In the wake of Hurricane Harvey and the devastation that swept Texas and especially the City of Houston, our hearts ached with sympathy. The nation focused its attention on Houston, on Harvey’s victims, on the gut-wrenching losses, and on the stories of heroism that invariably arise from tragedy. The multitudes not affected turned to social media to express concern and love or to share means of support for Harvey’s victims. This is typical in the wake of tragedies; however, there is a right way and a wrong way to mention tragedies on social media. As we approach one of our nation’s most well-known days of tragedy and remembrance (9/11), we advise to tread with humility, reverence, sensitivity, and sincerity.
Don’t Make Tragedy about You
Some of the best-worst examples of brands posting on social media in the wake of tragedy stemmed from Prince’s untimely death in 2016. Prince’s death was the time to reflect sincerely and somberly, not to promote one’s brand or product.

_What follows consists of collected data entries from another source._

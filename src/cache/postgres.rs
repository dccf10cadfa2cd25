//! Postgres-backed cache repository
//!
//! Batch reads pass one array per column through `UNNEST` and join back to the
//! cache table, so every probe of every request is answered by one query.
//! Writes rely on `ON CONFLICT ... DO UPDATE` for the ratchet; there is no
//! application-level locking.

use async_trait::async_trait;
use chrono::{DateTime, Utc};
use regex::Regex;
use sqlx::PgPool;
use std::sync::LazyLock;

use super::{merge_by_key, CacheRepository, HitBuffer};
use crate::error::{ConfigError, ConfigResult, LookupError, LookupResult};
use crate::types::{LookupKey, NormalizedRequest, Resolution};

// constant pattern, covered by test_table_ref_validation
static TABLE_NAME_RE: LazyLock<Regex> =
    LazyLock::new(|| Regex::new(r"^[a-z_][a-z0-9_]*(\.[a-z_][a-z0-9_]*)?$").unwrap());

/// Validated, quoted table reference
#[derive(Debug, Clone, PartialEq, Eq)]
pub struct TableRef {
    schema: Option<String>,
    table: String,
}

impl TableRef {
    pub fn parse(name: &str) -> ConfigResult<Self> {
        if !TABLE_NAME_RE.is_match(name) {
            return Err(ConfigError::InvalidTableName(name.to_string()));
        }
        Ok(match name.split_once('.') {
            Some((schema, table)) => Self {
                schema: Some(schema.to_string()),
                table: table.to_string(),
            },
            None => Self {
                schema: None,
                table: name.to_string(),
            },
        })
    }

    pub fn qualified(&self) -> String {
        match &self.schema {
            Some(schema) => format!(r#""{}"."{}""#, schema, self.table),
            None => format!(r#""{}""#, self.table),
        }
    }
}

#[derive(Debug, sqlx::FromRow)]
struct CacheRow {
    row_idx: i32,
    lookup_type: String,
    lookup_key: String,
    company_id: String,
    confidence: f64,
    source: String,
    hit_count: i64,
    last_hit_at: DateTime<Utc>,
    created_at: DateTime<Utc>,
    updated_at: DateTime<Utc>,
}

impl TryFrom<CacheRow> for Resolution {
    type Error = LookupError;

    fn try_from(row: CacheRow) -> Result<Self, Self::Error> {
        Ok(Resolution {
            lookup_type: row.lookup_type.parse().map_err(|value| LookupError::CorruptRow {
                field: "lookup_type",
                value,
            })?,
            lookup_key: row.lookup_key,
            company_id: row.company_id,
            confidence: row.confidence,
            source: row.source.parse().map_err(|value| LookupError::CorruptRow {
                field: "source",
                value,
            })?,
            hit_count: row.hit_count,
            last_hit_at: row.last_hit_at,
            created_at: row.created_at,
            updated_at: row.updated_at,
        })
    }
}

/// Column arrays for the batch probe query
#[derive(Debug, Default, PartialEq)]
struct ProbeArrays {
    row_idx: Vec<i32>,
    probe_rank: Vec<i32>,
    lookup_type: Vec<String>,
    lookup_key: Vec<String>,
}

impl ProbeArrays {
    fn build(requests: &[NormalizedRequest]) -> Self {
        let mut arrays = Self::default();
        for (idx, request) in requests.iter().enumerate() {
            for (rank, key) in request.cache_keys().into_iter().enumerate() {
                arrays.row_idx.push(idx as i32);
                arrays.probe_rank.push(rank as i32);
                arrays.lookup_type.push(key.lookup_type.as_str().to_string());
                arrays.lookup_key.push(key.key);
            }
        }
        arrays
    }
}

pub struct PgCacheRepository {
    pool: PgPool,
    table: TableRef,
    hits: HitBuffer,
}

impl PgCacheRepository {
    pub fn new(pool: PgPool, table: &str) -> ConfigResult<Self> {
        Ok(Self {
            pool,
            table: TableRef::parse(table)?,
            hits: HitBuffer::default(),
        })
    }

    pub fn pool(&self) -> &PgPool {
        &self.pool
    }

    /// Create the schema and cache table if they do not exist yet
    pub async fn ensure_schema(&self) -> LookupResult<()> {
        if let Some(schema) = &self.table.schema {
            sqlx::query(&format!(r#"CREATE SCHEMA IF NOT EXISTS "{}""#, schema))
                .execute(&self.pool)
                .await?;
        }
        sqlx::query(&format!(
            r#"
            CREATE TABLE IF NOT EXISTS {} (
                lookup_type TEXT NOT NULL,
                lookup_key  TEXT NOT NULL,
                company_id  TEXT NOT NULL,
                confidence  DOUBLE PRECISION NOT NULL CHECK (confidence >= 0 AND confidence <= 1),
                source      TEXT NOT NULL,
                hit_count   BIGINT NOT NULL DEFAULT 0,
                last_hit_at TIMESTAMPTZ NOT NULL DEFAULT NOW(),
                created_at  TIMESTAMPTZ NOT NULL DEFAULT NOW(),
                updated_at  TIMESTAMPTZ NOT NULL DEFAULT NOW(),
                PRIMARY KEY (lookup_type, lookup_key)
            )
            "#,
            self.table.qualified()
        ))
        .execute(&self.pool)
        .await?;
        Ok(())
    }

    fn lookup_sql(&self) -> String {
        format!(
            r#"
            SELECT DISTINCT ON (q.row_idx)
                   q.row_idx, c.lookup_type, c.lookup_key, c.company_id, c.confidence,
                   c.source, c.hit_count, c.last_hit_at, c.created_at, c.updated_at
            FROM UNNEST($1::int4[], $2::int4[], $3::text[], $4::text[])
                 AS q(row_idx, probe_rank, lookup_type, lookup_key)
            JOIN {} c
              ON c.lookup_type = q.lookup_type AND c.lookup_key = q.lookup_key
            ORDER BY q.row_idx, q.probe_rank
            "#,
            self.table.qualified()
        )
    }

    fn upsert_sql(&self) -> String {
        format!(
            r#"
            INSERT INTO {} AS c
                (lookup_type, lookup_key, company_id, confidence, source,
                 hit_count, last_hit_at, created_at, updated_at)
            SELECT u.lookup_type, u.lookup_key, u.company_id, u.confidence, u.source,
                   u.hit_count, u.last_hit_at, NOW(), NOW()
            FROM UNNEST($1::text[], $2::text[], $3::text[], $4::float8[], $5::text[],
                        $6::int8[], $7::timestamptz[])
                 AS u(lookup_type, lookup_key, company_id, confidence, source,
                      hit_count, last_hit_at)
            ON CONFLICT (lookup_type, lookup_key) DO UPDATE SET
                company_id  = CASE WHEN EXCLUDED.confidence > c.confidence
                                   THEN EXCLUDED.company_id ELSE c.company_id END,
                source      = CASE WHEN EXCLUDED.confidence > c.confidence
                                   THEN EXCLUDED.source ELSE c.source END,
                confidence  = GREATEST(c.confidence, EXCLUDED.confidence),
                hit_count   = c.hit_count + EXCLUDED.hit_count,
                last_hit_at = GREATEST(c.last_hit_at, EXCLUDED.last_hit_at),
                updated_at  = NOW()
            "#,
            self.table.qualified()
        )
    }

    fn flush_hits_sql(&self) -> String {
        format!(
            r#"
            UPDATE {} AS c
            SET hit_count   = c.hit_count + h.hits,
                last_hit_at = GREATEST(c.last_hit_at, h.last_hit_at)
            FROM UNNEST($1::text[], $2::text[], $3::int8[], $4::timestamptz[])
                 AS h(lookup_type, lookup_key, hits, last_hit_at)
            WHERE c.lookup_type = h.lookup_type AND c.lookup_key = h.lookup_key
            "#,
            self.table.qualified()
        )
    }
}

#[async_trait]
impl CacheRepository for PgCacheRepository {
    async fn batch_lookup(
        &self,
        requests: &[NormalizedRequest],
    ) -> LookupResult<Vec<Option<Resolution>>> {
        let mut results: Vec<Option<Resolution>> = vec![None; requests.len()];
        let probes = ProbeArrays::build(requests);
        if probes.row_idx.is_empty() {
            return Ok(results);
        }

        let rows = sqlx::query_as::<_, CacheRow>(&self.lookup_sql())
            .bind(&probes.row_idx)
            .bind(&probes.probe_rank)
            .bind(&probes.lookup_type)
            .bind(&probes.lookup_key)
            .fetch_all(&self.pool)
            .await?;

        tracing::debug!(
            requests = requests.len(),
            probes = probes.row_idx.len(),
            hits = rows.len(),
            "Cache batch lookup"
        );

        for row in rows {
            let idx = row.row_idx as usize;
            if let Some(slot) = results.get_mut(idx) {
                *slot = Some(Resolution::try_from(row)?);
            }
        }
        Ok(results)
    }

    async fn upsert(&self, resolution: &Resolution) -> LookupResult<()> {
        self.upsert_many(std::slice::from_ref(resolution)).await
    }

    async fn upsert_many(&self, resolutions: &[Resolution]) -> LookupResult<()> {
        // ON CONFLICT cannot touch the same row twice in one statement
        let merged = merge_by_key(resolutions);
        if merged.is_empty() {
            return Ok(());
        }

        let lookup_types: Vec<String> = merged
            .iter()
            .map(|r| r.lookup_type.as_str().to_string())
            .collect();
        let lookup_keys: Vec<String> = merged.iter().map(|r| r.lookup_key.clone()).collect();
        let company_ids: Vec<String> = merged.iter().map(|r| r.company_id.clone()).collect();
        let confidences: Vec<f64> = merged.iter().map(|r| r.confidence).collect();
        let sources: Vec<String> = merged.iter().map(|r| r.source.as_str().to_string()).collect();
        let hit_counts: Vec<i64> = merged.iter().map(|r| r.hit_count).collect();
        let last_hits: Vec<DateTime<Utc>> = merged.iter().map(|r| r.last_hit_at).collect();

        sqlx::query(&self.upsert_sql())
            .bind(&lookup_types)
            .bind(&lookup_keys)
            .bind(&company_ids)
            .bind(&confidences)
            .bind(&sources)
            .bind(&hit_counts)
            .bind(&last_hits)
            .execute(&self.pool)
            .await?;

        tracing::debug!(rows = merged.len(), "Cache upsert");
        Ok(())
    }

    fn record_hit(&self, key: &LookupKey) {
        self.hits.record(key);
    }

    async fn flush_hits(&self) -> LookupResult<usize> {
        let pending = self.hits.drain();
        if pending.is_empty() {
            return Ok(0);
        }

        let lookup_types: Vec<String> = pending
            .iter()
            .map(|(k, _)| k.lookup_type.as_str().to_string())
            .collect();
        let lookup_keys: Vec<String> = pending.iter().map(|(k, _)| k.key.clone()).collect();
        let hits: Vec<i64> = pending.iter().map(|(_, h)| h.hits).collect();
        let last_hits: Vec<DateTime<Utc>> = pending.iter().map(|(_, h)| h.last_hit_at).collect();

        let result = sqlx::query(&self.flush_hits_sql())
            .bind(&lookup_types)
            .bind(&lookup_keys)
            .bind(&hits)
            .bind(&last_hits)
            .execute(&self.pool)
            .await?;

        Ok(result.rows_affected() as usize)
    }
}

- Avoid having any tie-in to sales, promos, or your product. Prince was from Minnesota, so the Minnesota Twins’ image of a purple-lit stadium with the text, “Fitting that it’s raining in Minneapolis today,” is an homage to the icon without being self-gratifying.
- Don’t do any cross-promotions. Getty Images tweeted a photo of Prince with a link to purchase Prince photos available on their site, which was inappropriate.
- Avoid putting your product front-and-center of your expression of grief.
o Cheerios tweeted, “Rest in peace.” The affront was using a Cheerio over the “i’ in “in,” which made the message seem insincere.
o Maker’s Mark tweeted an image of purple wax on their bottle with the text, “We’ve done purple dips before but don’t have any in market currently. Just wanted to bring it back as tribute. Keep an eye out!”Yikes.
Don’t Back-Door Brag on How You’re Helping
Times of tragedy often bring out the best in others and can be a time for you to help by fund-raising, taking donations to those in need, or raising awareness. What you don’t want to do, though, is give yourself an over-the-top shout-out. “Just wrote a huge check to #harveyfloodrelief. How are you helping?” Instead:
- Share links for legitimate ways to donate monetary resources. This American Red Cross link through You Caring, for example, shows how to donate and how to show solidarity with #HarveyStrong.
- Post links to groups in your area that are taking donations. Further help by listing items that people need during such times. If you want to incorporate a little cause marketing, post a picture of your group donating, or pitching a helping hand. No need to elaborate. Or challenge others to help or donate. Cause marketing is fine, but going over the top with the amount you’re donating, or the time you’re giving? It’s a little tacky.
- Share information about your own fundraiser. Make sure all proceeds go toward helping the cause, whatever that is.
Be Sincere in Your Support
Lastly, when tragedy does strike comment only if it’s appropriate and if you’re able to be part of the solution and can help to raise awareness. For example, when Robin Williams and other talented celebrities lose battles with depression to suicide, if you are already active in mental health support, express your grief and then raise awareness and support for those who battle these issues on a daily basis.
Tragedies remind us of life’s bigger picture, that we are all connected and that we are at our best when we reach out and help one another. Social media is a resource for touching others and for enacting positive change. It’s not about one; it’s about all.
Though you’re a brand, at the heart of that, you’re human. We at The Storyteller Agency genuinely believe in the power of stories to reveal our shared humanity, in helping those in need, and in helping brands sincerely be real people who meaningfully connect with audiences in times of joy and sadness. As always, tell great stories with storyteller marketing, offering your audience a genuine look into your mission and brand.